Pantas Uang di RI Makin Kering, Bank-bank Takut Kasih Kredit!


Read More

Jakarta, CNBC Indonesia-Bank-bank di Indonesia disebut sedang selektif dalam menyalurkan kredit. Merosotnya pertumbuhan Dana Pihak Ketiga (DPK) dan meningkatnya risiko utang, serta global memicu bank untuk lebih pilih-pilih dalam menyalurkan uangnya.

Kepala Ekonom Bank Syariah Indonesia Banjaran Surya Indrastomo mengatakan permintaan kredit terhadap perbankan sebenarnya relatif meningkat. Hal itu terlihat dari data pertumbuhan kredit pada Oktober 2023 yang tumbuh sebesar 8,99% atau lebih tinggi daripada September 2023 yang hanya 8,96%.

Namun, kata dia, pertumbuhan permintaan kredit itu tidak diimbangi dengan pertumbuhan DPK. Dia menyebut pertumbuhan DPK di Oktober 2023 hanya sebesar 3,43% atau jauh lebih rendah dibandingkan pada September 2023 yang mencapai 6,54%. Keringnya likuiditas itu, kata dia, menjadi salah satu faktor perbankan menjadi lebih selektif dalam menyalurkan kredit.

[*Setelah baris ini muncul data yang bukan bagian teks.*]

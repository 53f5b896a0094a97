//! Command-line and GitHub Actions input handling.
//!
//! Every input can be given as a flag or through the environment variable the
//! Actions runner sets for it (`INPUT_<NAME>`). The runner passes inputs that
//! were not supplied as empty strings, so empty values count as absent.

use std::path::{Path, PathBuf};

use anyhow::{anyhow, Context, Result};
use clap::{Parser, ValueEnum};
use serde::Deserialize;

use github::{GithubClientConfig, DEFAULT_API_URL};
use pipeline::{
    CommitterIdentity, ConfigError, DayWindow, OrganizationName, ReportConfig, RepositoryId,
    SortColumn,
};

/// Output format for log lines.
#[derive(Debug, Clone, Copy, PartialEq, Eq, ValueEnum)]
pub enum LogFormat {
    /// Human-readable lines.
    Text,
    /// One JSON object per line.
    Json,
}

#[derive(Parser, Debug)]
#[command(
    name = "git-audit-report",
    version,
    about = "Summarise an organization's Git audit log into a CSV report and commit it"
)]
pub struct Cli {
    /// Access token with audit-log read and contents write permissions
    #[arg(long, env = "INPUT_TOKEN", hide_env_values = true)]
    pub token: Option<String>,

    /// Organization to report on (defaults to the triggering organization)
    #[arg(long, env = "INPUT_ORG")]
    pub org: Option<String>,

    /// Number of trailing days to include
    #[arg(long, env = "INPUT_DAYS")]
    pub days: Option<String>,

    /// Column to sort by, descending: repoName, gitClone, gitPush, or gitFetch
    #[arg(long, env = "INPUT_SORT")]
    pub sort: Option<String>,

    /// Name attributed to the report commit
    #[arg(long = "committer-name", env = "INPUT_COMMITTER-NAME")]
    pub committer_name: Option<String>,

    /// Email attributed to the report commit
    #[arg(long = "committer-email", env = "INPUT_COMMITTER-EMAIL")]
    pub committer_email: Option<String>,

    /// Repository (owner/name) the report is committed to
    #[arg(long, env = "GITHUB_REPOSITORY")]
    pub repository: Option<String>,

    /// Base URL of the GitHub REST API
    #[arg(long = "api-url", env = "GITHUB_API_URL")]
    pub api_url: Option<String>,

    /// Path to the JSON payload of the triggering event
    #[arg(long = "event-path", env = "GITHUB_EVENT_PATH")]
    pub event_path: Option<PathBuf>,

    /// Print the report to stdout instead of committing it
    #[arg(long = "dry-run")]
    pub dry_run: bool,

    /// Log output format
    #[arg(long = "log-format", env = "LOG_FORMAT", value_enum, default_value_t = LogFormat::Text)]
    pub log_format: LogFormat,
}

/// Fully validated settings for one run.
#[derive(Debug)]
pub struct Settings {
    /// What to report on.
    pub report: ReportConfig,
    /// How to reach GitHub and where to commit.
    pub client: GithubClientConfig,
    /// Render only; skip the commit.
    pub dry_run: bool,
}

impl Cli {
    /// Validates every input and resolves defaults.
    ///
    /// Fails before any network call if an input is missing or malformed.
    pub fn resolve(self) -> Result<Settings> {
        let token = non_empty(self.token)
            .ok_or_else(|| anyhow!("Input required and not supplied: token"))?;

        let org = match non_empty(self.org) {
            Some(org) => org,
            None => match self.event_path.as_deref() {
                Some(path) => org_from_event(path)?.ok_or(ConfigError::MissingOrganization)?,
                None => return Err(ConfigError::MissingOrganization.into()),
            },
        };
        let org = OrganizationName::new(org).ok_or(ConfigError::MissingOrganization)?;

        let window = match non_empty(self.days) {
            Some(days) => days.parse::<DayWindow>()?,
            None => DayWindow::default(),
        };

        let sort = match non_empty(self.sort) {
            Some(sort) => sort.parse::<SortColumn>().map_err(ConfigError::from)?,
            None => SortColumn::default(),
        };

        let committer = CommitterIdentity::new(
            non_empty(self.committer_name)
                .unwrap_or_else(|| CommitterIdentity::DEFAULT_NAME.to_owned()),
            non_empty(self.committer_email)
                .unwrap_or_else(|| CommitterIdentity::DEFAULT_EMAIL.to_owned()),
        );

        let repository = non_empty(self.repository)
            .and_then(RepositoryId::new)
            .ok_or_else(|| ConfigError::Invalid {
                message: "destination repository not set (use --repository or GITHUB_REPOSITORY)"
                    .to_owned(),
            })?;

        Ok(Settings {
            report: ReportConfig::new(org)
                .with_window(window)
                .with_sort(sort)
                .with_committer(committer),
            client: GithubClientConfig {
                api_url: non_empty(self.api_url).unwrap_or_else(|| DEFAULT_API_URL.to_owned()),
                token,
                repository,
            },
            dry_run: self.dry_run,
        })
    }
}

fn non_empty(value: Option<String>) -> Option<String> {
    value.filter(|v| !v.trim().is_empty())
}

#[derive(Deserialize)]
struct EventPayload {
    organization: Option<EventOrganization>,
}

#[derive(Deserialize)]
struct EventOrganization {
    login: String,
}

/// Reads `organization.login` from a webhook event payload file.
///
/// Returns `Ok(None)` if the event was not triggered within an organization.
pub fn org_from_event(path: &Path) -> Result<Option<String>> {
    let raw = std::fs::read_to_string(path)
        .with_context(|| format!("failed to read event payload {}", path.display()))?;
    let payload: EventPayload = serde_json::from_str(&raw)
        .with_context(|| format!("failed to parse event payload {}", path.display()))?;
    Ok(payload.organization.map(|o| o.login))
}
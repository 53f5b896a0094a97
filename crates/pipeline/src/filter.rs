//! Event Filter: selects the audit events that fall inside the report window.

use crate::{AuditEvent, EventTime};

/// Returns the events whose timestamp is at or after `from`, in their original
/// order.
///
/// There is no upper bound: the audit log is only ever read up to "now".
pub fn filter_window<I>(events: I, from: EventTime) -> Vec<AuditEvent>
where
    I: IntoIterator<Item = AuditEvent>,
{
    events
        .into_iter()
        .filter(|event| event.timestamp >= from)
        .collect()
}
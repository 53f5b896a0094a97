//! GitHub infrastructure adapter for the Git audit log report.
//!
//! Implements the ports defined in the [`pipeline`] crate
//! ([`pipeline::AuditLogSource`], [`pipeline::ReportPublisher`]) over the
//! GitHub REST API using `reqwest`.
//!
//! ## Architectural Layer
//!
//! **Infrastructure.** This crate must not contain domain rules.
//! All GitHub API details (authentication headers, pagination, error
//! classification, content encoding) are handled here; the [`pipeline`] crate
//! never sees them.
//!
//! ## Endpoints
//!
//! | Port | Endpoint |
//! |------|----------|
//! | `AuditLogSource` | `GET /orgs/{org}/audit-log?include=git` (paginated via `Link`) |
//! | `ReportPublisher` | `PUT /repos/{owner}/{repo}/contents/{path}` |
//!
//! The base URL is configurable so GitHub Enterprise Server instances work
//! unchanged.

mod audit_log;
mod client;
mod contents;

pub use client::{GithubClient, GithubClientConfig, GithubClientError, DEFAULT_API_URL};
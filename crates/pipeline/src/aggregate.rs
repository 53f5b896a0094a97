//! Aggregator: per-repository, per-action event counts.
//!
//! [`RepoCounts`] remembers the order in which repositories were first seen so
//! that downstream rendering is deterministic before sorting. Lookups of
//! actions that never occurred yield zero rather than an absent value.

use std::collections::HashMap;

use crate::{AuditEvent, RepositoryId};

// ---------------------------------------------------------------------------
// Per-repository counts
// ---------------------------------------------------------------------------

/// Occurrence counts for each action observed against one repository.
#[derive(Debug, Clone, Default, PartialEq, Eq)]
pub struct ActionCounts(HashMap<String, u64>);

impl ActionCounts {
    /// Returns how often `action` occurred, or `0` if it never did.
    pub fn get(&self, action: &str) -> u64 {
        self.0.get(action).copied().unwrap_or(0)
    }

    fn increment(&mut self, action: &str) {
        *self.0.entry(action.to_owned()).or_insert(0) += 1;
    }
}

// ---------------------------------------------------------------------------
// Whole-run counts
// ---------------------------------------------------------------------------

/// Mapping from repository full name to its [`ActionCounts`].
///
/// Iteration yields repositories in first-seen order.
#[derive(Debug, Clone, Default)]
pub struct RepoCounts {
    entries: Vec<(RepositoryId, ActionCounts)>,
    index: HashMap<RepositoryId, usize>,
}

impl RepoCounts {
    /// Creates an empty count map.
    pub fn new() -> Self {
        Self::default()
    }

    /// Counts one occurrence of `event`'s action against its repository.
    pub fn record(&mut self, event: &AuditEvent) {
        let slot = match self.index.get(&event.repo) {
            Some(&slot) => slot,
            None => {
                self.entries
                    .push((event.repo.clone(), ActionCounts::default()));
                let slot = self.entries.len() - 1;
                self.index.insert(event.repo.clone(), slot);
                slot
            }
        };
        self.entries[slot].1.increment(event.action.as_str());
    }

    /// Returns the counts recorded for `repo`, if any event targeted it.
    pub fn get(&self, repo: &RepositoryId) -> Option<&ActionCounts> {
        self.index.get(repo).map(|&slot| &self.entries[slot].1)
    }

    /// Iterates over repositories in first-seen order.
    pub fn iter(&self) -> impl Iterator<Item = (&RepositoryId, &ActionCounts)> {
        self.entries.iter().map(|(repo, counts)| (repo, counts))
    }

    /// Number of distinct repositories.
    pub fn len(&self) -> usize {
        self.entries.len()
    }

    /// Returns `true` if no event was recorded.
    pub fn is_empty(&self) -> bool {
        self.entries.is_empty()
    }
}

/// Counts every event by `(repo, action)`.
///
/// Actions are counted under their literal name; deciding which actions are
/// reported is left to the reporter.
pub fn aggregate<'a, I>(events: I) -> RepoCounts
where
    I: IntoIterator<Item = &'a AuditEvent>,
{
    let mut counts = RepoCounts::new();
    for event in events {
        counts.record(event);
    }
    counts
}
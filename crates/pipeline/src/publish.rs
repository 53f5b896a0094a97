//! Port for committing a rendered report to a repository, plus the rules for
//! naming that commit.

use async_trait::async_trait;
use thiserror::Error;

use crate::{CommitterIdentity, DayWindow, OrganizationName, ReportPath, Timestamp};

/// Failures while persisting a report. Every variant is terminal for the run.
#[derive(Debug, Error)]
pub enum PublishError {
    /// The credential was missing, invalid, or lacks write access.
    #[error("{message}")]
    Unauthorized {
        /// Message returned by the API.
        message: String,
    },

    /// A file already exists at the destination path.
    #[error("{message}")]
    Conflict {
        /// Path that was being written.
        path: ReportPath,
        /// Message returned by the API.
        message: String,
    },

    /// The API answered with an unexpected status.
    #[error("{message}")]
    Api {
        /// HTTP status code.
        status: u16,
        /// Message returned by the API.
        message: String,
    },

    /// The request never produced a response.
    #[error("{message}")]
    Transport {
        /// Description of the transport failure.
        message: String,
    },
}

/// Everything needed to commit one report file.
///
/// `content` is the raw CSV; publishers apply whatever transfer encoding their
/// API requires.
#[derive(Debug, Clone, PartialEq, Eq)]
pub struct PublishRequest {
    /// Destination path relative to the repository root.
    pub path: ReportPath,
    /// Raw file content.
    pub content: Vec<u8>,
    /// Commit message.
    pub message: String,
    /// Commit attribution.
    pub committer: CommitterIdentity,
}

impl PublishRequest {
    /// Builds the request for a report generated at `generated_at`.
    pub fn for_report(
        org: &OrganizationName,
        window: DayWindow,
        generated_at: Timestamp,
        csv: String,
        committer: CommitterIdentity,
    ) -> Self {
        Self {
            path: ReportPath::for_report(org, generated_at, window),
            content: csv.into_bytes(),
            message: commit_message(generated_at),
            committer,
        }
    }
}

/// Commit message for a report generated at `generated_at`,
/// e.g. `2024-03-01 Git audit log report`.
pub fn commit_message(generated_at: Timestamp) -> String {
    format!("{} Git audit log report", generated_at.to_date())
}

/// Destination that accepts rendered reports.
#[async_trait]
pub trait ReportPublisher: Send + Sync {
    /// Creates the file described by `request` in a single commit.
    async fn put(&self, request: &PublishRequest) -> Result<(), PublishError>;
}
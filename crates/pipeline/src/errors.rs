//! Top-level error types for a report run.
//!
//! [`ReportRunError`] is what a run returns. Component-level errors
//! ([`FetchError`], [`ReportError`], [`PublishError`]) are defined next to the
//! component that raises them and are wrapped here without altering their
//! message, so the failure surfaced to the caller is the component's own text.
//!
//! [`ConfigError`] covers invalid inputs and is raised before any network call.

use thiserror::Error;

use crate::{FetchError, PublishError, ReportError};

// ---------------------------------------------------------------------------
// Run-level errors
// ---------------------------------------------------------------------------

/// Errors that abort a report run. None of them are retried.
#[derive(Debug, Error)]
pub enum ReportRunError {
    /// Reading the audit log failed; nothing was aggregated.
    #[error(transparent)]
    Fetch(#[from] FetchError),

    /// Building or serialising the report failed; nothing was written.
    #[error(transparent)]
    Report(#[from] ReportError),

    /// The report was rendered but could not be persisted.
    #[error(transparent)]
    Publish(#[from] PublishError),
}

// ---------------------------------------------------------------------------
// Configuration errors
// ---------------------------------------------------------------------------

/// The run configuration is invalid.
///
/// Produced at start-up; a run never begins with an invalid configuration.
#[derive(Debug, Error)]
pub enum ConfigError {
    /// The day window is not a positive integer.
    #[error("Invalid days value '{value}': expected a positive whole number of days")]
    InvalidDays {
        /// The value as supplied.
        value: String,
    },

    /// The sort column does not name a report field.
    #[error(transparent)]
    InvalidSort(#[from] ReportError),

    /// No organization was configured and none could be derived.
    #[error("No organization configured and none found in the triggering event")]
    MissingOrganization,

    /// A required value is absent or malformed.
    #[error("Configuration error: {message}")]
    Invalid {
        /// Description of the configuration problem.
        message: String,
    },
}
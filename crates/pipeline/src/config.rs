//! Explicit run configuration.
//!
//! A [`ReportConfig`] is constructed once at the entry point and passed by
//! reference into the run; nothing in this crate reads process-wide state.

use std::str::FromStr;

use crate::{CommitterIdentity, ConfigError, DayWindow, OrganizationName, SortColumn};

/// What to report on and how to attribute the resulting commit.
#[derive(Debug, Clone, PartialEq, Eq)]
pub struct ReportConfig {
    /// Organization whose audit log is read.
    pub org: OrganizationName,
    /// Trailing window of days to include.
    pub window: DayWindow,
    /// Column the report is sorted by, descending.
    pub sort: SortColumn,
    /// Identity the report commit is attributed to.
    pub committer: CommitterIdentity,
}

impl ReportConfig {
    /// Creates a configuration with the default window, sort column, and
    /// committer.
    pub fn new(org: OrganizationName) -> Self {
        Self {
            org,
            window: DayWindow::default(),
            sort: SortColumn::default(),
            committer: CommitterIdentity::default(),
        }
    }

    /// Replaces the day window.
    #[must_use]
    pub fn with_window(mut self, window: DayWindow) -> Self {
        self.window = window;
        self
    }

    /// Replaces the sort column.
    #[must_use]
    pub fn with_sort(mut self, sort: SortColumn) -> Self {
        self.sort = sort;
        self
    }

    /// Replaces the committer identity.
    #[must_use]
    pub fn with_committer(mut self, committer: CommitterIdentity) -> Self {
        self.committer = committer;
        self
    }
}

impl FromStr for DayWindow {
    type Err = ConfigError;

    /// Parses a string-encoded whole number of days, ignoring surrounding
    /// whitespace.
    fn from_str(s: &str) -> Result<Self, Self::Err> {
        s.trim()
            .parse::<u32>()
            .ok()
            .and_then(DayWindow::new)
            .ok_or_else(|| ConfigError::InvalidDays {
                value: s.to_owned(),
            })
    }
}

#[cfg(test)]
mod tests {
    use super::*;

    #[test]
    fn defaults_match_action_inputs() {
        let config = ReportConfig::new(OrganizationName::new("acme").unwrap());

        assert_eq!(config.window.days(), 7);
        assert_eq!(config.sort, SortColumn::GitClone);
        assert_eq!(config.committer.name, "github-actions");
    }

    #[test]
    fn builder_overrides_apply() {
        let config = ReportConfig::new(OrganizationName::new("acme").unwrap())
            .with_window(DayWindow::new(30).unwrap())
            .with_sort(SortColumn::GitPush)
            .with_committer(CommitterIdentity::new("bot", "bot@example.com"));

        assert_eq!(config.window.days(), 30);
        assert_eq!(config.sort, SortColumn::GitPush);
        assert_eq!(config.committer.email, "bot@example.com");
    }

    #[test]
    fn days_parse_from_string() {
        assert_eq!("14".parse::<DayWindow>().unwrap().days(), 14);
        assert_eq!(" 3 ".parse::<DayWindow>().unwrap().days(), 3);
    }

    #[test]
    fn days_are_normalised_for_labels_and_paths() {
        let window = "07".parse::<DayWindow>().unwrap();

        assert_eq!(window.to_string(), "7");
        assert_eq!(SortColumn::GitClone.label(window), "Git clones (<7 days)");
    }

    #[test]
    fn non_positive_or_non_numeric_days_are_rejected() {
        for bad in ["0", "-1", "seven", "", "1.5"] {
            assert!(
                matches!(bad.parse::<DayWindow>(), Err(ConfigError::InvalidDays { .. })),
                "{bad:?} should be rejected"
            );
        }
    }
}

“Efek sampingnya akan terlihat di mana perbankan akan selektif untuk booking pembiayaan besar. Jadi tadi permintaan dari sisi korporasi masih relatif strong, tapi memang DPK atau ketersediaan alat untuk disalurkan ini relatif harus diseleksi lebih lanjut,” kata Banjaran dikutip Kamis (6/12/2023).

Banjaran menuturkan melemahnya pertumbuhan DPK itu dipicu oleh dana bank yang ditempatkan di instrumen milik BI, seperti instrumen Sekuritas Rupiah Bank Indonesia (SRBI) dan Sekuritas Valuta Asing Bank Indonesia (SVBI). “SRBI dan SVBI di awal ini memang berkaitan dengan menarik USD ataupun investor luar negeri, tapi dalam kenyataannya di awal SRBI ini lebih banyak menarik dari dalam negeri,” kata dia.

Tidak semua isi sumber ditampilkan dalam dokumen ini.